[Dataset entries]

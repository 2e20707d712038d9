//! Validity matchers for test assertions.
//!
//! Each matcher returns a [`MatcherResult`] instead of panicking, so callers
//! choose between asserting, negating, or inspecting the message.

use std::fmt::Debug;

use meugrind_common::HarnessError;
use proptest::strategy::Just;
use proptest::test_runner::{Config as ProptestConfig, TestCaseError, TestRunner};
use serde_json::Value;

use crate::entity::{Validity, validate_entity, validate_sync_status};
use crate::harness::Harness;

/// Name of the fixed-value property matcher.
pub const SATISFIES_PROPERTY: &str = "satisfies_property";
/// Name of the entity shape matcher.
pub const IS_VALID_ENTITY: &str = "is_valid_entity";
/// Name of the sync status matcher.
pub const HAS_VALID_SYNC_STATUS: &str = "has_valid_sync_status";

/// Outcome of a matcher, with the message to show on failure (or on
/// success, when the assertion was negated).
#[derive(Debug, Clone, PartialEq, Eq)]
pub struct MatcherResult {
    pass: bool,
    message: String,
}

impl MatcherResult {
    /// A passing result.
    #[must_use]
    pub fn pass(message: impl Into<String>) -> Self {
        Self {
            pass: true,
            message: message.into(),
        }
    }

    /// A failing result.
    #[must_use]
    pub fn fail(message: impl Into<String>) -> Self {
        Self {
            pass: false,
            message: message.into(),
        }
    }

    /// Whether the matcher passed.
    #[must_use]
    pub const fn is_pass(&self) -> bool {
        self.pass
    }

    /// Diagnostic message.
    #[must_use]
    pub fn message(&self) -> &str {
        &self.message
    }

    /// Convert into a `Result`.
    ///
    /// # Errors
    ///
    /// Returns [`HarnessError::AssertionEvaluation`] with the message when the
    /// matcher failed.
    pub fn into_result(self) -> Result<(), HarnessError> {
        if self.pass {
            Ok(())
        } else {
            Err(HarnessError::assertion_evaluation(self.message))
        }
    }

    /// Panic with the diagnostic message unless the matcher passed.
    #[track_caller]
    pub fn assert_pass(self) {
        assert!(self.pass, "{}", self.message);
    }

    /// Panic with the diagnostic message if the matcher passed.
    #[track_caller]
    pub fn assert_fail(self) {
        assert!(!self.pass, "{}", self.message);
    }

    fn from_validity(validity: &Validity, received: &Value, expected: &str) -> Self {
        match validity {
            Validity::Valid => Self::pass(format!("expected {received} not to be {expected}")),
            Validity::Invalid(reason) => {
                Self::fail(format!("expected {received} to be {expected}: {reason}"))
            }
        }
    }
}

/// The three validity matchers, bound to a run configuration.
#[derive(Debug, Clone, PartialEq, Eq)]
pub struct Matchers {
    harness: Harness,
}

impl Matchers {
    /// Registered matcher names.
    pub const NAMES: [&'static str; 3] = [SATISFIES_PROPERTY, IS_VALID_ENTITY, HAS_VALID_SYNC_STATUS];

    /// Bind matchers to `harness`.
    #[must_use]
    pub const fn new(harness: Harness) -> Self {
        Self { harness }
    }

    /// Whether `name` is a registered matcher.
    #[must_use]
    pub fn contains(name: &str) -> bool {
        Self::NAMES.contains(&name)
    }

    /// Evaluate `predicate` against the single value `value`.
    ///
    /// The value is not varied: the runner draws it from a constant
    /// strategy for the configured number of runs, and at least once. A
    /// predicate that returns false or panics yields a failed result.
    pub fn satisfies_property<T, F>(&self, value: T, predicate: F) -> MatcherResult
    where
        T: Clone + Debug,
        F: Fn(&T) -> bool,
    {
        let shown = format!("{value:?}");
        let config = self.harness.config();
        let mut runner = TestRunner::new_with_rng(
            ProptestConfig {
                cases: config.num_runs.max(1),
                ..config.proptest_config()
            },
            config.rng(),
        );

        let outcome = runner.run(&Just(value), |candidate| {
            if predicate(&candidate) {
                Ok(())
            } else {
                Err(TestCaseError::fail("predicate returned false"))
            }
        });

        match outcome {
            Ok(()) => MatcherResult::pass(format!("expected {shown} not to satisfy the property")),
            Err(err) => {
                tracing::debug!(value = %shown, error = %err, "property matcher failed");
                MatcherResult::fail(format!("expected {shown} to satisfy the property: {err}"))
            }
        }
    }

    /// Check the entity shape of `value`.
    #[must_use]
    pub fn is_valid_entity(&self, value: &Value) -> MatcherResult {
        is_valid_entity(value)
    }

    /// Check the `syncStatus` field of `value`.
    #[must_use]
    pub fn has_valid_sync_status(&self, value: &Value) -> MatcherResult {
        has_valid_sync_status(value)
    }
}

/// Matchers bound to the ambient configuration.
#[must_use]
pub fn install_validity_matchers() -> Matchers {
    Harness::from_global().matchers()
}

/// Evaluate `predicate` against `value` under the ambient configuration.
pub fn satisfies_property<T, F>(value: T, predicate: F) -> MatcherResult
where
    T: Clone + Debug,
    F: Fn(&T) -> bool,
{
    install_validity_matchers().satisfies_property(value, predicate)
}

/// Passes iff `value` has a non-empty string `id`, date-valued `createdAt`
/// and `updatedAt`, and a `syncStatus` of synced, pending or conflict.
#[must_use]
pub fn is_valid_entity(value: &Value) -> MatcherResult {
    MatcherResult::from_validity(&validate_entity(value), value, "a valid entity")
}

/// Passes iff `value.syncStatus` is synced, pending or conflict.
#[must_use]
pub fn has_valid_sync_status(value: &Value) -> MatcherResult {
    MatcherResult::from_validity(
        &validate_sync_status(value),
        value,
        "an entity with a valid sync status",
    )
}

#[cfg(test)]
mod tests {
    use super::*;
    use crate::run_config::RunConfig;
    use serde_json::json;

    fn matchers() -> Matchers {
        Harness::new(RunConfig::default().with_num_runs(3)).matchers()
    }

    #[test]
    fn test_satisfies_property_pass_and_fail() {
        let m = matchers();
        m.satisfies_property(4, |n| n % 2 == 0).assert_pass();

        let result = m.satisfies_property(5, |n| n % 2 == 0);
        assert!(!result.is_pass());
        assert!(result.message().contains("expected 5 to satisfy the property"));
    }

    #[test]
    fn test_satisfies_property_evaluates_with_zero_runs() {
        let m = Harness::new(RunConfig::default().with_num_runs(0)).matchers();
        let result = m.satisfies_property(5, |n| n % 2 == 0);
        assert!(!result.is_pass());
        assert!(result.message().contains("expected 5 to satisfy the property"));

        m.satisfies_property(6, |n| n % 2 == 0).assert_pass();
    }

    #[test]
    fn test_satisfies_property_catches_panics() {
        let result = matchers().satisfies_property("abc".to_string(), |s| {
            assert!(s.is_empty(), "boom");
            true
        });
        assert!(!result.is_pass());
        assert!(result.clone().into_result().is_err());
    }

    #[test]
    fn test_entity_matchers() {
        let valid = json!({
            "id": "a",
            "createdAt": "2024-01-01T00:00:00Z",
            "updatedAt": "2024-01-02T00:00:00Z",
            "syncStatus": "synced",
        });
        is_valid_entity(&valid).assert_pass();

        let mut archived = valid.clone();
        archived["syncStatus"] = json!("archived");
        let result = is_valid_entity(&archived);
        result.clone().assert_fail();
        assert!(result.message().contains("archived"));
    }

    #[test]
    fn test_sync_status_matcher() {
        for status in ["synced", "pending", "conflict"] {
            has_valid_sync_status(&json!({ "syncStatus": status })).assert_pass();
        }
        has_valid_sync_status(&json!({ "syncStatus": "unknown" })).assert_fail();
    }

    #[test]
    fn test_registered_names() {
        assert!(Matchers::contains("is_valid_entity"));
        assert!(Matchers::contains("satisfies_property"));
        assert!(!Matchers::contains("is_archived"));
    }

    #[test]
    fn test_into_result_message() {
        let err = MatcherResult::fail("nope").into_result().unwrap_err();
        assert_eq!(err, HarnessError::AssertionEvaluation("nope".to_string()));
        assert!(MatcherResult::pass("fine").into_result().is_ok());
    }
}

## EXERCISE DESCRIPTION
Filtering the entries above by the word "crate", copy each line that matches.

## SOLUTION
use crate::entity::{Validity, validate_entity, validate_sync_status};
use crate::harness::Harness;
    use crate::run_config::RunConfig;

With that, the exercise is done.